I used to be believe those in my life, had a “right” to be on the “inside” of my life. Through recent years, I have learned that not to be true. No one has the “right” to your life.
Throughout the past few years I learned a lot about toxic relationships. I never realized how many of my relationships were toxic until the floor fell from beneath my feet. I was totally unaware of the shallowness of the relationships I found myself in and in the end, shocked by it.
I spent time examining the people and relationships around me. I have slowly distanced myself with many and am beginning to place more healthy boundaries around myself to keep out those who cause harm.
Now let me say a difference exists between toxic relationships those simply challenging us. I’m not speaking of those challenging relationships in this post. Totally different topic.
So what might a toxic relationship look like? This is my list. What I’ve put together over the course of the last few years in an attempt to “weed out” those healthy for my family.
- Always giving advice: The need to fix everything and everyone. The one who is critical and sees everything and everyone as broken. The one who can do it better and has all the answers. Now advice giving is not wrong. Everyone needs advice at times but there are those who talk and talk but never listen. They are quick to speak and ready to pounce the minute you finish your sentence. So if someone never waits to be asked but is ready to give, and lacks any sort of humility or respect in their approach, they might be toxic.
- Over the top: From the instant they first appear on the scene, everything is wonderful. You are wonderful. You are the only person who “gets it” in their life. Everything you say is “spot on.” BIG FAT RED FLAGS in my book. They are trying way too hard. My question becomes why? I know I am not that great and everything I say is NOT spot on so why the big production. Tread carefully.
- Center of attention: This one is not typically hard to recognize. It can more than just being the one to talk the most or loudest in a group. It can also include the person who instantly cites their resume to you on first meeting. For me I’ve found when serving with someone, if our first meeting includes a list of their qualifications, I’m running. There needs to be humility. Allow others to discover your “good works.” Nowadays social media has also become a great tool for spotting this type as well.
- No room for grace: This one is huge for me. They are quick to point out the failures in others yet can somehow magically miss the huge plank in their own eye. They shun or judge others they do not truly know. They cause disunity among community and family.
- Those who “fake it”: I have become acutely aware of those who will smile and hug me like they love me and the second I leave the room, talk about me. I can spot a fake smile and hug and when I come across them, boundaries are placed. I also look out for those who say one thing about their life to me but when in the presence of people they feel are important, talk a totally different game. And I never forget the old saying, “those who gossip to you, gossip about you.”

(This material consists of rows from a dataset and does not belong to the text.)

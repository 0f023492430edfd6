//! Bulk operations: named groups of tasks tracked as one unit
//!
//! A [`BulkAggregator`] submits member tasks through the scheduler and follows
//! their lifecycle on the event bus. Each [`BulkOperation`] keeps per-status
//! counters, a derived [`BulkStatus`], progress and an ETA, and is snapshotted
//! into the store's blob table after every change.

mod aggregator;
mod config;
mod persistence;
mod types;

pub use aggregator::BulkAggregator;
pub use config::BulkConfig;
pub use persistence::{BULK_NAMESPACE, BulkPersistence};
pub use types::{
    BulkCounters, BulkItem, BulkMember, BulkOperation, BulkOperationType, BulkStatus, StatusMessage,
};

- Manipulators: A no brainer but sadly I missed it for years. It is those who spend their time attempting to change the perception or behaviour in others by using deception or underhanded ways. Among the various methods used, I have fallen for the lying or guilting me into doing what they want me to do method.
Now for me, these on their own do not signal a toxic person. However mix several together and you are probably on target. I have learned to set my boundaries and observe from a distance. It usually does not take long for true character to reveal itself. In the end, you may see things in a different light. Until then, guard your heart and mind while keeping your eyes wide open.
Any place where you find jealousy and selfish ambition, you will discover chaos and evil thriving under its rule. Heavenly wisdom centers on purity, peace, gentleness, deference, mercy and other good fruits untainted by hypocrisy. The seed that flowers into righteousness will always be planted in peace by those who embrace peace.